*** RECORDS SUPPLIED Section Begins ***

//! Splitter configuration
//!
//! Settings come from three layers, later ones overriding earlier ones:
//! 1. Built-in defaults
//! 2. An optional JSON file ([`SplitterConfig::from_json_file`])
//! 3. Command-line flags and environment variables (see the binary)
//!
//! # Example
//! ```
//! use token_splitter::config::SplitterConfig;
//!
//! let config: SplitterConfig = serde_json::from_str(r#"{
//!     "recipients": [
//!         { "label": "A", "address": "0x1111111111111111111111111111111111111111", "basis_points": 5000 },
//!         { "label": "B", "address": "0x2222222222222222222222222222222222222222", "basis_points": 5000 }
//!     ],
//!     "scan": { "max_block_range": 50000 }
//! }"#).unwrap();
//! assert_eq!(config.scan.max_block_range, Some(50_000));
//! assert_eq!(config.resolver.max_concurrency, 8);
//! ```

use std::{path::Path, str::FromStr, time::Duration};

use alloy::primitives::{address, Address};
use serde::{Deserialize, Serialize};

use crate::{
    distribution::split::ShareTable,
    errors::ConfigError,
    types::RecipientShare,
};

/// Default custodial splitter contract (Base mainnet)
pub const DEFAULT_CUSTODIAL_CONTRACT: Address = address!("798763FF2cb11523344Fca274A19C393B3D921eF");

/// Default transaction link prefix
pub const DEFAULT_EXPLORER_TX_URL: &str = "https://basescan.org/tx/";

/// Log scan settings
#[derive(Debug, Clone, PartialEq, Eq, Serialize, Deserialize)]
#[serde(default)]
pub struct ScanConfig {
    /// First block to scan (inclusive)
    pub from_block: u64,
    /// Block window per `eth_getLogs` request; `None` scans in one request
    pub max_block_range: Option<u64>,
    /// Result count at which a response is treated as truncated
    pub max_logs_per_query: Option<usize>,
}

impl Default for ScanConfig {
    fn default() -> Self {
        Self {
            from_block: 0,
            max_block_range: None,
            max_logs_per_query: Some(10_000),
        }
    }
}

/// Token resolver settings
#[derive(Debug, Clone, PartialEq, Eq, Serialize, Deserialize)]
#[serde(default)]
pub struct ResolverConfig {
    /// Maximum number of candidates queried at once
    pub max_concurrency: usize,
}

impl Default for ResolverConfig {
    fn default() -> Self {
        Self { max_concurrency: 8 }
    }
}

/// Distribution settings
#[derive(Debug, Clone, PartialEq, Eq, Serialize, Deserialize)]
#[serde(default)]
pub struct DistributionConfig {
    /// Seconds to wait for a receipt before reporting a timeout
    pub confirmation_timeout_secs: u64,
    /// Re-run discovery after each successful distribution
    pub refresh_after_success: bool,
}

impl Default for DistributionConfig {
    fn default() -> Self {
        Self {
            confirmation_timeout_secs: 120,
            refresh_after_success: true,
        }
    }
}

impl DistributionConfig {
    pub fn confirmation_timeout(&self) -> Duration {
        Duration::from_secs(self.confirmation_timeout_secs)
    }
}

/// Complete splitter configuration
#[derive(Debug, Clone, PartialEq, Eq, Serialize, Deserialize)]
#[serde(default)]
pub struct SplitterConfig {
    /// RPC endpoint (http(s) or ws(s))
    pub rpc_url: Option<String>,
    /// Contract holding the balances to distribute
    pub custodial_contract: Address,
    /// Recipient table used for expected breakdowns
    pub recipients: Vec<RecipientShare>,
    /// Transaction link prefix for results
    pub explorer_tx_url: String,
    pub scan: ScanConfig,
    pub resolver: ResolverConfig,
    pub distribution: DistributionConfig,
}

impl Default for SplitterConfig {
    fn default() -> Self {
        Self {
            rpc_url: None,
            custodial_contract: DEFAULT_CUSTODIAL_CONTRACT,
            recipients: Vec::new(),
            explorer_tx_url: DEFAULT_EXPLORER_TX_URL.to_string(),
            scan: ScanConfig::default(),
            resolver: ResolverConfig::default(),
            distribution: DistributionConfig::default(),
        }
    }
}

impl SplitterConfig {
    /// Load a configuration file, filling unspecified fields with defaults
    pub fn from_json_file(path: impl AsRef<Path>) -> Result<Self, ConfigError> {
        let path = path.as_ref();
        let raw = std::fs::read_to_string(path).map_err(|e| ConfigError::Load {
            path: path.display().to_string(),
            reason: e.to_string(),
        })?;
        serde_json::from_str(&raw).map_err(|e| ConfigError::Load {
            path: path.display().to_string(),
            reason: e.to_string(),
        })
    }

    /// Validated recipient table
    pub fn share_table(&self) -> Result<ShareTable, ConfigError> {
        ShareTable::new(self.recipients.clone())
    }
}

impl FromStr for RecipientShare {
    type Err = ConfigError;

    /// Parse `label:address:basis_points`
    fn from_str(entry: &str) -> Result<Self, Self::Err> {
        let invalid = |reason: &str| ConfigError::InvalidRecipient {
            entry: entry.to_string(),
            reason: reason.to_string(),
        };

        let mut parts = entry.trim().splitn(3, ':');
        let (Some(label), Some(address), Some(bps)) = (parts.next(), parts.next(), parts.next())
        else {
            return Err(invalid("expected label:address:basis_points"));
        };
        if label.is_empty() {
            return Err(invalid("empty label"));
        }
        let address = Address::from_str(address.trim()).map_err(|e| invalid(&e.to_string()))?;
        let basis_points = bps.trim().parse::<u16>().map_err(|e| invalid(&e.to_string()))?;

        Ok(RecipientShare {
            label: label.to_string(),
            address,
            basis_points,
        })
    }
}

/// Parse a comma-separated list of `label:address:basis_points` entries
pub fn parse_recipients(list: &str) -> Result<Vec<RecipientShare>, ConfigError> {
    list.split(',')
        .filter(|entry| !entry.trim().is_empty())
        .map(RecipientShare::from_str)
        .collect()
}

*** RECORDS SUPPLIED Section Ends ***

Referring to the material above, set down exactly the lines between the line with "let path = path.as_ref();" and the line with "let address = Address::from_str(address.trim()).map_err(|e|", inclusive, and no other lines.

        let path = path.as_ref();
        let raw = std::fs::read_to_string(path).map_err(|e| ConfigError::Load {
            path: path.display().to_string(),
            reason: e.to_string(),
        })?;
        serde_json::from_str(&raw).map_err(|e| ConfigError::Load {
            path: path.display().to_string(),
            reason: e.to_string(),
        })
    }

    /// Validated recipient table
    pub fn share_table(&self) -> Result<ShareTable, ConfigError> {
        ShareTable::new(self.recipients.clone())
    }
}

impl FromStr for RecipientShare {
    type Err = ConfigError;

    /// Parse `label:address:basis_points`
    fn from_str(entry: &str) -> Result<Self, Self::Err> {
        let invalid = |reason: &str| ConfigError::InvalidRecipient {
            entry: entry.to_string(),
            reason: reason.to_string(),
        };

        let mut parts = entry.trim().splitn(3, ':');
        let (Some(label), Some(address), Some(bps)) = (parts.next(), parts.next(), parts.next())
        else {
            return Err(invalid("expected label:address:basis_points"));
        };
        if label.is_empty() {
            return Err(invalid("empty label"));
        }
        let address = Address::from_str(address.trim()).map_err(|e| invalid(&e.to_string()))?;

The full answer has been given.